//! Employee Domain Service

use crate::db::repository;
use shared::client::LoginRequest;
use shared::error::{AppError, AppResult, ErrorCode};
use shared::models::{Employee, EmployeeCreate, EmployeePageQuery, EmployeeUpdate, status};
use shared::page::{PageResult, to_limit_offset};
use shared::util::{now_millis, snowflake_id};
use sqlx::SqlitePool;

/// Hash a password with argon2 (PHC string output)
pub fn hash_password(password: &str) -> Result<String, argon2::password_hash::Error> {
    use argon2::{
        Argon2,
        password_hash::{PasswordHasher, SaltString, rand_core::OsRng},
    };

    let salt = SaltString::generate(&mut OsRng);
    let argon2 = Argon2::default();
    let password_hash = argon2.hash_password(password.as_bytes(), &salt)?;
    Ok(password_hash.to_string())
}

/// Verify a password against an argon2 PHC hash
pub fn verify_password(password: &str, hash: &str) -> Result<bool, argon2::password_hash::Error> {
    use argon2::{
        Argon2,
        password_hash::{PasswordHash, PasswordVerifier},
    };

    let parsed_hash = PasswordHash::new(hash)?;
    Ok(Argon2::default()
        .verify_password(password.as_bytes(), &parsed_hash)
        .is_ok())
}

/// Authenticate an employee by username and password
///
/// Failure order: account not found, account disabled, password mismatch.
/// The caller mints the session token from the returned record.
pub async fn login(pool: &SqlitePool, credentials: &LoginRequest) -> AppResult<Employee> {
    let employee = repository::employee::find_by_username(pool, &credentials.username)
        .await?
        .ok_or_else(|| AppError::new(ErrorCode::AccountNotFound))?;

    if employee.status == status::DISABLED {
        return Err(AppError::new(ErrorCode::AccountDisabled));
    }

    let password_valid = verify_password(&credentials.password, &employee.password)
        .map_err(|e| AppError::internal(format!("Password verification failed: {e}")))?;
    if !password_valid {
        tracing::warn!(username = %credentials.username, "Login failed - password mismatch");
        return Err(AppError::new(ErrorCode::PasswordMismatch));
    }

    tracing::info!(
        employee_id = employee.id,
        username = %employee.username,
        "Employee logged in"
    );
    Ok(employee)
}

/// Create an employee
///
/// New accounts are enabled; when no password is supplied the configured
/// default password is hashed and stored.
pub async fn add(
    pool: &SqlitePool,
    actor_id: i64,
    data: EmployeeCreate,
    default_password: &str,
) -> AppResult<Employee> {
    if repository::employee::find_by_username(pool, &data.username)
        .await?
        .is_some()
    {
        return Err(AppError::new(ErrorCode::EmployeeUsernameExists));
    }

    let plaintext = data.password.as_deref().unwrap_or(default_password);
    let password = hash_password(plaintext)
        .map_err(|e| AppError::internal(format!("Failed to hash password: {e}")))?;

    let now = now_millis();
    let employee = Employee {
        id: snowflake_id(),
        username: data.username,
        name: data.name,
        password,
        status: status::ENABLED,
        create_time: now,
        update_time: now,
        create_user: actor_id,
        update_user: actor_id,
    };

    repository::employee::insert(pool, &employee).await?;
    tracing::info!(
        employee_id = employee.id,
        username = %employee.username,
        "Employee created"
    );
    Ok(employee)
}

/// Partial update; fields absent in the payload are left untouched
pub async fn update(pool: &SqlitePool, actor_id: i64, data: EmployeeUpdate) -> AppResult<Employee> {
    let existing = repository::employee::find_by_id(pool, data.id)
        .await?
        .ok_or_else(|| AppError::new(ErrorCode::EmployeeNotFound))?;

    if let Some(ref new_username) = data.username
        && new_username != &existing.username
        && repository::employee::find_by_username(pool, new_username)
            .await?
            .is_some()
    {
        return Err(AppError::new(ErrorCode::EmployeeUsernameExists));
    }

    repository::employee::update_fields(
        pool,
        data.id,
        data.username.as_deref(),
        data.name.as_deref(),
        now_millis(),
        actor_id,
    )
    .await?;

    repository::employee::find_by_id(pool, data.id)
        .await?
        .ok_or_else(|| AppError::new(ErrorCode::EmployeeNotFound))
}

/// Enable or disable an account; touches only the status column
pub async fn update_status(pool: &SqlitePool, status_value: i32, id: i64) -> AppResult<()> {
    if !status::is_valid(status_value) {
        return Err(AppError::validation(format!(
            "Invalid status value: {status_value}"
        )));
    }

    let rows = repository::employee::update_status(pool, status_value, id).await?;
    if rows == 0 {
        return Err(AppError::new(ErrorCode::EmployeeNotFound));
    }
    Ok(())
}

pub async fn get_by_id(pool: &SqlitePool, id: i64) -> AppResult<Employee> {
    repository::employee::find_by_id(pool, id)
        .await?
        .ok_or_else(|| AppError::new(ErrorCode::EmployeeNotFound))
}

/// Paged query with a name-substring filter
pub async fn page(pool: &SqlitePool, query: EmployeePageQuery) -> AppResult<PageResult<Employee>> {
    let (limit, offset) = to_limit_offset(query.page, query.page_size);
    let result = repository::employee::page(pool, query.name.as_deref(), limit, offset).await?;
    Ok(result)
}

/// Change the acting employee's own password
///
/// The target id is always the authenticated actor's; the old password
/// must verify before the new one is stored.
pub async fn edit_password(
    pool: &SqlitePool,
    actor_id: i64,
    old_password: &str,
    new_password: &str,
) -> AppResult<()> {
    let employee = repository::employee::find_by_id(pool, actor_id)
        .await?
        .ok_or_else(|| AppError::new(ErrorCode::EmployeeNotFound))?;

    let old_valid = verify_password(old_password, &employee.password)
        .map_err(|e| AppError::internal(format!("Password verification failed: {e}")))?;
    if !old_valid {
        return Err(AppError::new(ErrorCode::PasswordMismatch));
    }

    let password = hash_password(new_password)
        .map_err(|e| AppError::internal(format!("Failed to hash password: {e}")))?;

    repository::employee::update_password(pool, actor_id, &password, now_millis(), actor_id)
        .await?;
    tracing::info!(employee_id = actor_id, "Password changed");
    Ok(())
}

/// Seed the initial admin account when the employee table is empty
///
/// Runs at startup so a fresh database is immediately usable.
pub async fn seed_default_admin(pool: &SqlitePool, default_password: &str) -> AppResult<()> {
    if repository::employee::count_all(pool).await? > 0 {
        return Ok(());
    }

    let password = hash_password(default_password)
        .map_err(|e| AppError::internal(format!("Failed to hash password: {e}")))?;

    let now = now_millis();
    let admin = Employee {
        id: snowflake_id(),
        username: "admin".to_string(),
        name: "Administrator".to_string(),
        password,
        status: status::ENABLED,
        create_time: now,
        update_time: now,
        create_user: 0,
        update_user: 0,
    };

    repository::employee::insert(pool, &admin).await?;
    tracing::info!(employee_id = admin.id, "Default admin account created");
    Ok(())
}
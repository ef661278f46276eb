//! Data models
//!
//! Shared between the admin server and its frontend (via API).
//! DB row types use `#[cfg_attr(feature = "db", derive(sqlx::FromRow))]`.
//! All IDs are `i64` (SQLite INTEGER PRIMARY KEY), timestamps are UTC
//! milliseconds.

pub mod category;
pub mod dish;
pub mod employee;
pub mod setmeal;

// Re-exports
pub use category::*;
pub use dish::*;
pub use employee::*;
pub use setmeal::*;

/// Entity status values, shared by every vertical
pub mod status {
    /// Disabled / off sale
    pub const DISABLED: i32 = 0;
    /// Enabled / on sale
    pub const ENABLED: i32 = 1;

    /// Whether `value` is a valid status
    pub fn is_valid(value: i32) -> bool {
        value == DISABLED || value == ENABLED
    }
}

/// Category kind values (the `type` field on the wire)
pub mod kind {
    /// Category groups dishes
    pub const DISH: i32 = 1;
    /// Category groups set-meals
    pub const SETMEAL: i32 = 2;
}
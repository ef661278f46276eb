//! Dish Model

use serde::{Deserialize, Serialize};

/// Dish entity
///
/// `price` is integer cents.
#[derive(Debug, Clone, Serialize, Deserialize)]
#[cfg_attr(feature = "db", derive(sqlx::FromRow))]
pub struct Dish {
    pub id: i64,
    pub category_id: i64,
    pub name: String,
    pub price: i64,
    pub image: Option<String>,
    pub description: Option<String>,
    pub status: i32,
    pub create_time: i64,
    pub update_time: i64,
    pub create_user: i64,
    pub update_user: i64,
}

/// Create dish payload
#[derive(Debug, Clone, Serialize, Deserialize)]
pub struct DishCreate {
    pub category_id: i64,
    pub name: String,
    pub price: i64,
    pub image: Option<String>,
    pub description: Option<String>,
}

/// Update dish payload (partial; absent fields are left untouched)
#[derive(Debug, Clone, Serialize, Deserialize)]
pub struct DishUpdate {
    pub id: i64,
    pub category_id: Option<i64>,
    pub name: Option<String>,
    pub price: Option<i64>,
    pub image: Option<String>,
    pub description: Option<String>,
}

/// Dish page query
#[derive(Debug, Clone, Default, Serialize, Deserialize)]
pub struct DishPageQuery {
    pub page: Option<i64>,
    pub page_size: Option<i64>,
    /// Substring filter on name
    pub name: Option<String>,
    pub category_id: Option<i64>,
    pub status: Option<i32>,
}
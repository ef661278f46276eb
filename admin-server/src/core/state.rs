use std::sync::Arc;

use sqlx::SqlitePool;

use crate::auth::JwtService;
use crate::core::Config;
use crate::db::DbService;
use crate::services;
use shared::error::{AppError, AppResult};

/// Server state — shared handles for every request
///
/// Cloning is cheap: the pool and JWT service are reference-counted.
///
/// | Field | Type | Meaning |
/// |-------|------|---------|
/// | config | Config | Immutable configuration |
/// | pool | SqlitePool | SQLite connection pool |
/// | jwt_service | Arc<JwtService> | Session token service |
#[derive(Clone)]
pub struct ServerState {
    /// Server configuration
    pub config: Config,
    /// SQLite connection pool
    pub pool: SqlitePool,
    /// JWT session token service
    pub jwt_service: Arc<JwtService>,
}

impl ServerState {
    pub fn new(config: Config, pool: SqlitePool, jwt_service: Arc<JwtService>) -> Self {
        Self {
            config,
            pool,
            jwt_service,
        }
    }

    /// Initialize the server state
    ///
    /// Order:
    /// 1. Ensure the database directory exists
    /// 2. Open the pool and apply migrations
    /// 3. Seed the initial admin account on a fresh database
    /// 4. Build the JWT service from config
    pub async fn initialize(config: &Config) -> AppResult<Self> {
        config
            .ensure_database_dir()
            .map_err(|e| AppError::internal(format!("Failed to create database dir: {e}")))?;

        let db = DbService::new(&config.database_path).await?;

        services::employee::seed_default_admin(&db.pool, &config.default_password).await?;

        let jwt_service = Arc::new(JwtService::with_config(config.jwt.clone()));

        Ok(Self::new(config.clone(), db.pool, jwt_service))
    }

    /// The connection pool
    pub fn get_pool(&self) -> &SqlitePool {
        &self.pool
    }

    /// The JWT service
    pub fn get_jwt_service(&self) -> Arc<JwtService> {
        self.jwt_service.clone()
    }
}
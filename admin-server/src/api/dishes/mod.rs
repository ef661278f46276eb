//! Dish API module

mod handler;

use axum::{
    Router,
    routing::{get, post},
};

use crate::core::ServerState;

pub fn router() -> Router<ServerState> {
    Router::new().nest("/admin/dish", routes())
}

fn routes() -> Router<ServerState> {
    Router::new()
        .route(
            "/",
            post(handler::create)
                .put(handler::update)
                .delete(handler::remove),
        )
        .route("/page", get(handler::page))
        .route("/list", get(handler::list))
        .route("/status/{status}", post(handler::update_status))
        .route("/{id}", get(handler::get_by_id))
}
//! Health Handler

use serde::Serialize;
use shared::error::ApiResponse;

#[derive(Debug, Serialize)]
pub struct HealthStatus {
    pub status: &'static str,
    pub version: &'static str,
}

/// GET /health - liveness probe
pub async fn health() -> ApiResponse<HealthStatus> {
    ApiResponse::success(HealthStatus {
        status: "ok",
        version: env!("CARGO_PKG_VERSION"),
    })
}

• • • • • • •

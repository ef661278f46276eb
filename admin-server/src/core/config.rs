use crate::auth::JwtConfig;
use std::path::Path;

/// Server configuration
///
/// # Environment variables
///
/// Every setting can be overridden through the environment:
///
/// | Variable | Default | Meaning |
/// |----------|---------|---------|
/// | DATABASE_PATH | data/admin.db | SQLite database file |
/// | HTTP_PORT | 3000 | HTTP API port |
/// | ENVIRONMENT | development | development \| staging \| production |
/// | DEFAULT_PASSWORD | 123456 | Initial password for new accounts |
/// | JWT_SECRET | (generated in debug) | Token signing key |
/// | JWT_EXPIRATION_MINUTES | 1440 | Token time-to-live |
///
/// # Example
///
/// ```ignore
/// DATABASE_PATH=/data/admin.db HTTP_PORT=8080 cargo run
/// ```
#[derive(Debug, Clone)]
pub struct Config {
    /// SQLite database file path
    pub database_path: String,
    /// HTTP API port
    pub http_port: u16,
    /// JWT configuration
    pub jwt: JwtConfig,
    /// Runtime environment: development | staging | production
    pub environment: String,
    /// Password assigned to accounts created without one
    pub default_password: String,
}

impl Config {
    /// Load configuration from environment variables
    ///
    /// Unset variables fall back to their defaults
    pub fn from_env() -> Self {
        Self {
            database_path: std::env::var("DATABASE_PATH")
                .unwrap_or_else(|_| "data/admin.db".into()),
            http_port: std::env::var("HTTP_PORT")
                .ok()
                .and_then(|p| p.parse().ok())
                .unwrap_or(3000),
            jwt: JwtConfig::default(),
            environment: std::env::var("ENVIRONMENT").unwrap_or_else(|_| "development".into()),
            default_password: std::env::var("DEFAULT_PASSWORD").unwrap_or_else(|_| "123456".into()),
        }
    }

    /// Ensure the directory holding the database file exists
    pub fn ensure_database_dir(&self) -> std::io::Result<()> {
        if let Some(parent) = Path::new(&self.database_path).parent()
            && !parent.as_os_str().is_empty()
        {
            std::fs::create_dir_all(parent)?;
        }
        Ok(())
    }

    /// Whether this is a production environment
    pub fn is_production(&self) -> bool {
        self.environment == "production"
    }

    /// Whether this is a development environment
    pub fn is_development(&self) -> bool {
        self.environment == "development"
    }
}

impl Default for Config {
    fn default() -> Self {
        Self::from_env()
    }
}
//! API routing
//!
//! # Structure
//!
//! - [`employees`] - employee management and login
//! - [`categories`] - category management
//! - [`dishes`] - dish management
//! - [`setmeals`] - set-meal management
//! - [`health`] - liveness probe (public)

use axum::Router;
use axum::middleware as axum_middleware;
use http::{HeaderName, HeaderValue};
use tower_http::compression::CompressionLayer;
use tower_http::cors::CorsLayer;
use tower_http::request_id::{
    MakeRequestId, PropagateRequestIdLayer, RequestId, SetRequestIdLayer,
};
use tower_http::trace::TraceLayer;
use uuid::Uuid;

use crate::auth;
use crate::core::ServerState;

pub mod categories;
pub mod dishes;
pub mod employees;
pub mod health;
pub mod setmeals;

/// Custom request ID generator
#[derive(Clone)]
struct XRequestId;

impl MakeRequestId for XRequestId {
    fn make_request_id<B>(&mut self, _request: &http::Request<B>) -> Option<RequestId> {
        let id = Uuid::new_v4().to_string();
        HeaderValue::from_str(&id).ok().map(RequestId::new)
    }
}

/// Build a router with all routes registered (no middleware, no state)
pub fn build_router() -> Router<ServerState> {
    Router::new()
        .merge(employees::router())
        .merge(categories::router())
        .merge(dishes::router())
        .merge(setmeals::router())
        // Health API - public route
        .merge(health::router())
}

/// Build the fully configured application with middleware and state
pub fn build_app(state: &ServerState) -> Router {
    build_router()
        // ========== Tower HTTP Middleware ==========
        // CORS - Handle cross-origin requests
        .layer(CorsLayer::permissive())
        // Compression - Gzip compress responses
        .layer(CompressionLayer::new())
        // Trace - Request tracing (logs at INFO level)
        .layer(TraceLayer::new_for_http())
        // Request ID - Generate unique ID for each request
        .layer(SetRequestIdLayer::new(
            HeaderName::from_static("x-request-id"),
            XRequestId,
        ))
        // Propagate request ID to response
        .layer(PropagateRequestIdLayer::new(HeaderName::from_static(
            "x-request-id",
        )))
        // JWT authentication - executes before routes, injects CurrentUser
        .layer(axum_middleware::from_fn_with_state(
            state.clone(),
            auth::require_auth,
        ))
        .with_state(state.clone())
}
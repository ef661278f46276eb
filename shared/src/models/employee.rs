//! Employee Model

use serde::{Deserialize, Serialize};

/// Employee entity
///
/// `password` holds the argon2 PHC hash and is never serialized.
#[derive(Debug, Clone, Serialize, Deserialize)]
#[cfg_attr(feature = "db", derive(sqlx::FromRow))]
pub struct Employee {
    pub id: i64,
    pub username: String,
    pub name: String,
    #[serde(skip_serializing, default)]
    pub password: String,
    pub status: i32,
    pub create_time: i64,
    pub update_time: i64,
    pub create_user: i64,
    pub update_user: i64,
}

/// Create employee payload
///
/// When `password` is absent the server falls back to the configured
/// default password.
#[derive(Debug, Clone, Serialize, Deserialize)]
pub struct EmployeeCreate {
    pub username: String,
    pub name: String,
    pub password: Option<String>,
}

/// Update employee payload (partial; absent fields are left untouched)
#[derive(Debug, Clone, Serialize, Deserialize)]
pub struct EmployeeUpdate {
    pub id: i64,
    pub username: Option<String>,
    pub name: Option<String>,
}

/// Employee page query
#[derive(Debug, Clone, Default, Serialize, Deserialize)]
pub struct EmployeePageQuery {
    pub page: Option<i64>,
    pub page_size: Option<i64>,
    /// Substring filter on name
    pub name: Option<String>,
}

• • • • • • •

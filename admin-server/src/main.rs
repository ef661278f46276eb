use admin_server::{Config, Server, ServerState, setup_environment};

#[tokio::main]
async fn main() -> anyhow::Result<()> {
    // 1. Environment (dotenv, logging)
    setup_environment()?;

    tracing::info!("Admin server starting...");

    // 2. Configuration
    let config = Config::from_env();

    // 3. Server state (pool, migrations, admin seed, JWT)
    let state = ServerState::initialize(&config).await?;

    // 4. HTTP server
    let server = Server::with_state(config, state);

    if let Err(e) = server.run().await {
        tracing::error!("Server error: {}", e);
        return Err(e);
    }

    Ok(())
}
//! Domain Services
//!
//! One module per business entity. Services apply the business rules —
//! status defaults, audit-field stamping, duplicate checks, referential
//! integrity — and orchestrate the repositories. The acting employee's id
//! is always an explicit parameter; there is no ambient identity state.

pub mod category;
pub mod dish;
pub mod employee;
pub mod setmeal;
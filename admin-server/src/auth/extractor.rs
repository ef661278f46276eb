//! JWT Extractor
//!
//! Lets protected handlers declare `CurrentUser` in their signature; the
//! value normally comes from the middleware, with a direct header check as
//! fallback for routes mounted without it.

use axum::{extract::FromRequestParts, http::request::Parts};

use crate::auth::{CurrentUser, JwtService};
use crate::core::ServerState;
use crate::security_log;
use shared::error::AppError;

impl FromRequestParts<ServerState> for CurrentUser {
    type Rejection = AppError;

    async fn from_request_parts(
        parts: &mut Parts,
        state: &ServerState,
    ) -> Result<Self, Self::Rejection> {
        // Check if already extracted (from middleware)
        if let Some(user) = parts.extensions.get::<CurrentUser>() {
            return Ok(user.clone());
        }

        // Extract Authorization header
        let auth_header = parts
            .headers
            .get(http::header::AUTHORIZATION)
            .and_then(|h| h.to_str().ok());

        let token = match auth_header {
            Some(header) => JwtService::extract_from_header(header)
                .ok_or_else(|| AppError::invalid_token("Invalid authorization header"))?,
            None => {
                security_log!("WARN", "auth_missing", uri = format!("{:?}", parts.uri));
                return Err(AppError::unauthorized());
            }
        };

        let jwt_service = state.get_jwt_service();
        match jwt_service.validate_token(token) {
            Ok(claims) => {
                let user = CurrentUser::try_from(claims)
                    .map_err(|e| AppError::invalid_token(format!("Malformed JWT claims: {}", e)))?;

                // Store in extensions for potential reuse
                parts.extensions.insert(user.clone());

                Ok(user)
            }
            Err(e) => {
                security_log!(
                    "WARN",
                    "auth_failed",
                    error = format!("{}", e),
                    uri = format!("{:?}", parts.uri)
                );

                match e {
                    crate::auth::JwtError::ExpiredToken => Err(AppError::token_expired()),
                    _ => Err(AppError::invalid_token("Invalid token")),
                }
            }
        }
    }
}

• • • • • • •

REQUIRED WORK
Where a line of the records has the string "kind", copy that line.

WRITTEN ANSWER
/// Category kind values (the `type` field on the wire)
pub mod kind {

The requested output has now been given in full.